Sen. Kirsten Gillibrand with Revelstoke owners Alex Stoyle and Lyndsey Cole / Revelstoke Coffee
"Most people here welcome the ability to sort of spend time with a lot of these candidates," Caswell said.
Stoyle agreed, saying it's a "painfully New Hampshire thing."
"An easy way to narrow it down is to say 'We're only going to vote for someone who comes and visits us,'" he said.
More than 40 percent of state voters are registered independents and though only 24 delegates are up for grabs, victory can help candidates who may be struggling in the polls. Tonight's primary is expected to run more smoothly than last week's Iowa caucuses, largely because it's run by the state government instead of political volunteers and the state is using paper ballots, rather than the new app that had been used in Iowa.
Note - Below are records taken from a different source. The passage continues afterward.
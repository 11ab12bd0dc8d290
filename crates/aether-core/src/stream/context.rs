use serde_json::{Map, Value, json};

use aether_protocol::Headers;
use aether_transform::InternalUsage;

/// Mutable state for one streaming attempt.
///
/// Created at dispatch start, filled in by the scheduler and stream
/// processor, read by usage finalization, then dropped.
#[derive(Debug, Clone, Default)]
pub struct StreamContext {
    pub model: String,
    pub api_format: String,

    // Filled in when a candidate is selected.
    pub provider_name: Option<String>,
    pub provider_id: Option<i64>,
    pub endpoint_id: Option<i64>,
    pub key_id: Option<i64>,
    pub attempt_id: Option<String>,
    pub provider_api_format: Option<String>,
    pub mapped_model: Option<String>,

    pub input_tokens: i64,
    pub output_tokens: i64,
    pub cached_tokens: i64,
    pub cache_creation_tokens: i64,

    pub collected_text: String,

    pub status_code: u16,
    pub error_message: Option<String>,
    pub has_completion: bool,

    pub response_headers: Headers,
    pub provider_request_headers: Headers,
    pub provider_request_body: Option<Value>,

    pub data_count: u64,
    pub chunk_count: u64,
    pub parsed_chunks: Vec<Value>,
}

impl StreamContext {
    pub fn new(model: impl Into<String>, api_format: impl Into<String>) -> Self {
        Self {
            model: model.into(),
            api_format: api_format.into(),
            status_code: 200,
            ..Default::default()
        }
    }

    /// Failover reset: keep only `model` and `api_format`, everything else
    /// returns to its initial value before the next attempt.
    pub fn reset_for_retry(&mut self) {
        let model = std::mem::take(&mut self.model);
        let api_format = std::mem::take(&mut self.api_format);
        *self = StreamContext::new(model, api_format);
    }

    pub fn update_provider_info(
        &mut self,
        provider_name: &str,
        provider_id: i64,
        endpoint_id: i64,
        key_id: i64,
        provider_api_format: Option<String>,
    ) {
        self.provider_name = Some(provider_name.to_string());
        self.provider_id = Some(provider_id);
        self.endpoint_id = Some(endpoint_id);
        self.key_id = Some(key_id);
        self.provider_api_format = provider_api_format;
    }

    /// Overlay usage counters; zero fields leave the current value alone
    /// (families report usage across several partial events).
    pub fn update_usage(&mut self, usage: InternalUsage) {
        if usage.input_tokens > 0 {
            self.input_tokens = usage.input_tokens;
        }
        if usage.output_tokens > 0 {
            self.output_tokens = usage.output_tokens;
        }
        if usage.cache_read_tokens > 0 {
            self.cached_tokens = usage.cache_read_tokens;
        }
        if usage.cache_creation_tokens > 0 {
            self.cache_creation_tokens = usage.cache_creation_tokens;
        }
    }

    pub fn mark_failed(&mut self, status_code: u16, error_message: impl Into<String>) {
        self.status_code = status_code;
        self.error_message = Some(error_message.into());
    }

    pub fn is_success(&self) -> bool {
        self.status_code < 400
    }

    /// Metadata stored in the usage row's response body field.
    pub fn build_response_body(&self, response_time_ms: i64) -> Value {
        json!({
            "chunks": self.parsed_chunks,
            "metadata": {
                "stream": true,
                "total_chunks": self.parsed_chunks.len(),
                "data_count": self.data_count,
                "has_completion": self.has_completion,
                "response_time_ms": response_time_ms,
            },
        })
    }

    pub fn log_summary(&self, request_id: &str, response_time_ms: i64) -> String {
        let status = if self.is_success() { "OK" } else { "FAIL" };
        let request_short = &request_id[..request_id.len().min(8)];
        format!(
            "[{status}] {request_short} | {} | {} | {response_time_ms}ms | in:{} out:{}",
            self.model,
            self.provider_name.as_deref().unwrap_or("unknown"),
            self.input_tokens,
            self.output_tokens,
        )
    }

    pub fn usage(&self) -> InternalUsage {
        InternalUsage {
            input_tokens: self.input_tokens,
            output_tokens: self.output_tokens,
            cache_read_tokens: self.cached_tokens,
            cache_creation_tokens: self.cache_creation_tokens,
        }
    }

    pub fn push_parsed_chunk(&mut self, chunk: Map<String, Value>) {
        self.parsed_chunks.push(Value::Object(chunk));
    }
}

#[cfg(test)]
mod tests {
    use super::*;

    #[test]
    fn reset_preserves_only_model_and_format() {
        let mut ctx = StreamContext::new("gpt-4o", "openai:chat");
        ctx.update_provider_info("p1", 1, 2, 3, Some("openai:chat".to_string()));
        ctx.update_usage(InternalUsage {
            input_tokens: 10,
            output_tokens: 5,
            cache_read_tokens: 2,
            cache_creation_tokens: 1,
        });
        ctx.collected_text.push_str("hello");
        ctx.mark_failed(502, "bad gateway");
        ctx.chunk_count = 7;
        ctx.data_count = 4;
        ctx.has_completion = true;
        ctx.parsed_chunks.push(json!({"a": 1}));

        ctx.reset_for_retry();

        assert_eq!(ctx.model, "gpt-4o");
        assert_eq!(ctx.api_format, "openai:chat");
        assert_eq!(ctx.status_code, 200);
        assert_eq!(ctx.error_message, None);
        assert_eq!(ctx.input_tokens, 0);
        assert_eq!(ctx.output_tokens, 0);
        assert_eq!(ctx.cached_tokens, 0);
        assert_eq!(ctx.cache_creation_tokens, 0);
        assert!(ctx.collected_text.is_empty());
        assert!(ctx.parsed_chunks.is_empty());
        assert_eq!(ctx.chunk_count, 0);
        assert_eq!(ctx.data_count, 0);
        assert!(!ctx.has_completion);
        assert_eq!(ctx.provider_name, None);
        assert_eq!(ctx.endpoint_id, None);
    }

    #[test]
    fn usage_overlay_keeps_earlier_nonzero_fields() {
        let mut ctx = StreamContext::new("m", "claude:chat");
        ctx.update_usage(InternalUsage {
            input_tokens: 100,
            ..Default::default()
        });
        ctx.update_usage(InternalUsage {
            output_tokens: 9,
            ..Default::default()
        });
        assert_eq!(ctx.input_tokens, 100);
        assert_eq!(ctx.output_tokens, 9);
    }
}
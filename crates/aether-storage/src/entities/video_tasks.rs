use sea_orm::entity::prelude::*;
use time::OffsetDateTime;

#[sea_orm::model]
#[derive(Clone, Debug, PartialEq, DeriveEntityModel)]
#[sea_orm(table_name = "video_tasks")]
pub struct Model {
    #[sea_orm(primary_key, auto_increment = false)]
    pub id: String,
    #[sea_orm(unique_key = "video_task_short_id")]
    pub short_id: String,
    pub request_id: String,
    /// Upstream id (`operations/...` for Gemini, a job id for OpenAI).
    /// Never exposed to clients.
    #[sea_orm(unique_key = "video_task_external_id")]
    pub external_task_id: Option<String>,
    pub user_id: i64,
    pub api_key_id: i64,
    pub provider_id: Option<i64>,
    pub endpoint_id: Option<i64>,
    pub key_id: Option<i64>,
    pub client_api_format: String,
    pub provider_api_format: Option<String>,
    pub format_converted: bool,
    pub model: String,
    pub prompt: String,
    pub original_request_body: Option<Json>,
    pub converted_request_body: Option<Json>,
    pub duration_seconds: Option<f64>,
    pub resolution: Option<String>,
    pub aspect_ratio: Option<String>,
    pub status: String,
    pub progress_percent: i32,
    pub progress_message: Option<String>,
    pub poll_interval_seconds: i64,
    pub next_poll_at: Option<OffsetDateTime>,
    pub poll_count: i32,
    pub max_poll_count: i32,
    pub retry_count: i32,
    pub video_url: Option<String>,
    pub video_urls: Option<Json>,
    pub video_expires_at: Option<OffsetDateTime>,
    pub video_duration_seconds: Option<f64>,
    pub error_code: Option<String>,
    pub error_message: Option<String>,
    /// Candidate keys, frozen billing rule, sanitized request headers,
    /// raw poll payloads.
    pub request_metadata: Option<Json>,
    pub created_at: OffsetDateTime,
    pub updated_at: OffsetDateTime,
    pub submitted_at: Option<OffsetDateTime>,
    pub completed_at: Option<OffsetDateTime>,
}

impl ActiveModelBehavior for ActiveModel {}
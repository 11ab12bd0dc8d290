use clap::Parser;

use aether_common::GatewayConfigPatch;

#[derive(Parser)]
#[command(name = "aether")]
pub(crate) struct Cli {
    #[arg(long, env = "AETHER_HOST")]
    pub(crate) host: Option<String>,
    #[arg(long, env = "AETHER_PORT")]
    pub(crate) port: Option<u16>,
    #[arg(long, env = "AETHER_DSN")]
    pub(crate) dsn: Option<String>,
    #[arg(long, env = "ENABLE_FORMAT_CONVERSION")]
    pub(crate) enable_format_conversion: Option<bool>,

    #[arg(long, env = "BILLING_ENGINE")]
    pub(crate) billing_engine: Option<String>,
    #[arg(long, env = "BILLING_ENGINE_OVERRIDES")]
    pub(crate) billing_engine_overrides: Option<String>,
    #[arg(long, env = "BILLING_DIFF_THRESHOLD_USD")]
    pub(crate) billing_diff_threshold_usd: Option<f64>,
    #[arg(long, env = "BILLING_REQUIRE_RULE")]
    pub(crate) billing_require_rule: Option<bool>,
    #[arg(long, env = "BILLING_STRICT_MODE")]
    pub(crate) billing_strict_mode: Option<bool>,
    #[arg(long, env = "BILLING_SHADOW_LOG_LEVEL")]
    pub(crate) billing_shadow_log_level: Option<String>,

    #[arg(long, env = "VIDEO_POLL_INTERVAL_SECONDS")]
    pub(crate) video_poll_interval_seconds: Option<u64>,
    #[arg(long, env = "VIDEO_POLL_BATCH_SIZE")]
    pub(crate) video_poll_batch_size: Option<usize>,
    #[arg(long, env = "VIDEO_POLL_CONCURRENCY")]
    pub(crate) video_poll_concurrency: Option<usize>,
    #[arg(long, env = "VIDEO_MAX_POLL_COUNT")]
    pub(crate) video_max_poll_count: Option<i32>,
}

impl Cli {
    pub(crate) fn into_patch(self) -> GatewayConfigPatch {
        GatewayConfigPatch {
            host: self.host,
            port: self.port,
            dsn: self.dsn,
            enable_format_conversion: self.enable_format_conversion,
            max_candidates: None,
            max_prefetch_lines: None,
            billing_engine: self.billing_engine,
            billing_engine_overrides: self.billing_engine_overrides,
            billing_diff_threshold_usd: self.billing_diff_threshold_usd,
            billing_require_rule: self.billing_require_rule,
            billing_strict_mode: self.billing_strict_mode,
            billing_shadow_log_level: self.billing_shadow_log_level,
            video_poll_interval_seconds: self.video_poll_interval_seconds,
            video_poll_batch_size: self.video_poll_batch_size,
            video_poll_concurrency: self.video_poll_concurrency,
            video_max_poll_count: self.video_max_poll_count,
        }
    }
}
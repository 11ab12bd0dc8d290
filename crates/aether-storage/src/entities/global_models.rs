use sea_orm::entity::prelude::*;
use time::OffsetDateTime;

#[sea_orm::model]
#[derive(Clone, Debug, PartialEq, DeriveEntityModel)]
#[sea_orm(table_name = "global_models")]
pub struct Model {
    #[sea_orm(primary_key)]
    pub id: i64,
    #[sea_orm(unique_key = "global_model_name")]
    pub name: String,
    /// Pricing and capability config, `billing.price.*` / `billing.video.*`.
    pub config: Json,
    pub is_active: bool,
    pub created_at: OffsetDateTime,
    pub updated_at: OffsetDateTime,
}

impl ActiveModelBehavior for ActiveModel {}
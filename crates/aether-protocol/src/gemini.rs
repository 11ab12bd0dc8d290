use serde::{Deserialize, Serialize};

#[derive(Debug, Clone, Default, PartialEq, Serialize, Deserialize)]
#[serde(rename_all = "camelCase")]
pub struct UsageMetadata {
    #[serde(default)]
    pub prompt_token_count: i64,
    #[serde(default)]
    pub candidates_token_count: i64,
    #[serde(default)]
    pub total_token_count: i64,
    #[serde(default, skip_serializing_if = "Option::is_none")]
    pub cached_content_token_count: Option<i64>,
}

#[derive(Debug, Clone, PartialEq, Serialize, Deserialize)]
pub struct ErrorBody {
    pub error: ErrorDetail,
}

#[derive(Debug, Clone, Default, PartialEq, Serialize, Deserialize)]
pub struct ErrorDetail {
    #[serde(default)]
    pub code: i64,
    #[serde(default)]
    pub message: String,
    #[serde(default, skip_serializing_if = "Option::is_none")]
    pub status: Option<String>,
}

/// Long-running operation wrapper returned by `:predictLongRunning` and
/// polled via `/v1beta/operations/...`.
#[derive(Debug, Clone, Default, PartialEq, Serialize, Deserialize)]
#[serde(rename_all = "camelCase")]
pub struct Operation {
    #[serde(default)]
    pub name: String,
    #[serde(default)]
    pub done: bool,
    #[serde(default, skip_serializing_if = "Option::is_none")]
    pub metadata: Option<serde_json::Value>,
    #[serde(default, skip_serializing_if = "Option::is_none")]
    pub response: Option<serde_json::Value>,
    #[serde(default, skip_serializing_if = "Option::is_none")]
    pub error: Option<ErrorDetail>,
}

/// Strip a `v1beta/` prefix and ensure the canonical `operations/` form.
pub fn normalize_operation_id(raw: &str) -> String {
    let trimmed = raw.trim().trim_start_matches('/');
    let trimmed = trimmed.strip_prefix("v1beta/").unwrap_or(trimmed);
    if trimmed.starts_with("operations/") || trimmed.contains("/operations/") {
        trimmed.to_string()
    } else {
        format!("operations/{trimmed}")
    }
}

#[cfg(test)]
mod tests {
    use super::*;

    #[test]
    fn operation_id_normalization() {
        assert_eq!(normalize_operation_id("operations/abc"), "operations/abc");
        assert_eq!(normalize_operation_id("v1beta/operations/abc"), "operations/abc");
        assert_eq!(normalize_operation_id("abc"), "operations/abc");
        assert_eq!(
            normalize_operation_id("models/veo-3/operations/abc"),
            "models/veo-3/operations/abc"
        );
    }
}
"The role that New Hampshire plays is one that is always welcome to being reviewed and questioned by the people who make these decisions, but from my standpoint, we take the role pretty seriously and understand New Hampshire isn't as diverse as other states," Caswell said of the state's population which is 93 percent white. "There are a multitude of ways to address that, but here in New Hampshire you have to really campaign with people in their living rooms."
Stoyle said he and his friends have treated this year's primary as a chance to vote for the person they really believe in — and have met.
Politicians, staff, and media will clear out of the state's capital as soon as someone declares victory and, when that happens, "I think the thing we'll miss the most are the staffers," Stoyle said.
Though he doesn't call himself a "big, big political guy," when asked if he pays attention, he laughed. "Oh, of course, I'm from New Hampshire so I take it very seriously."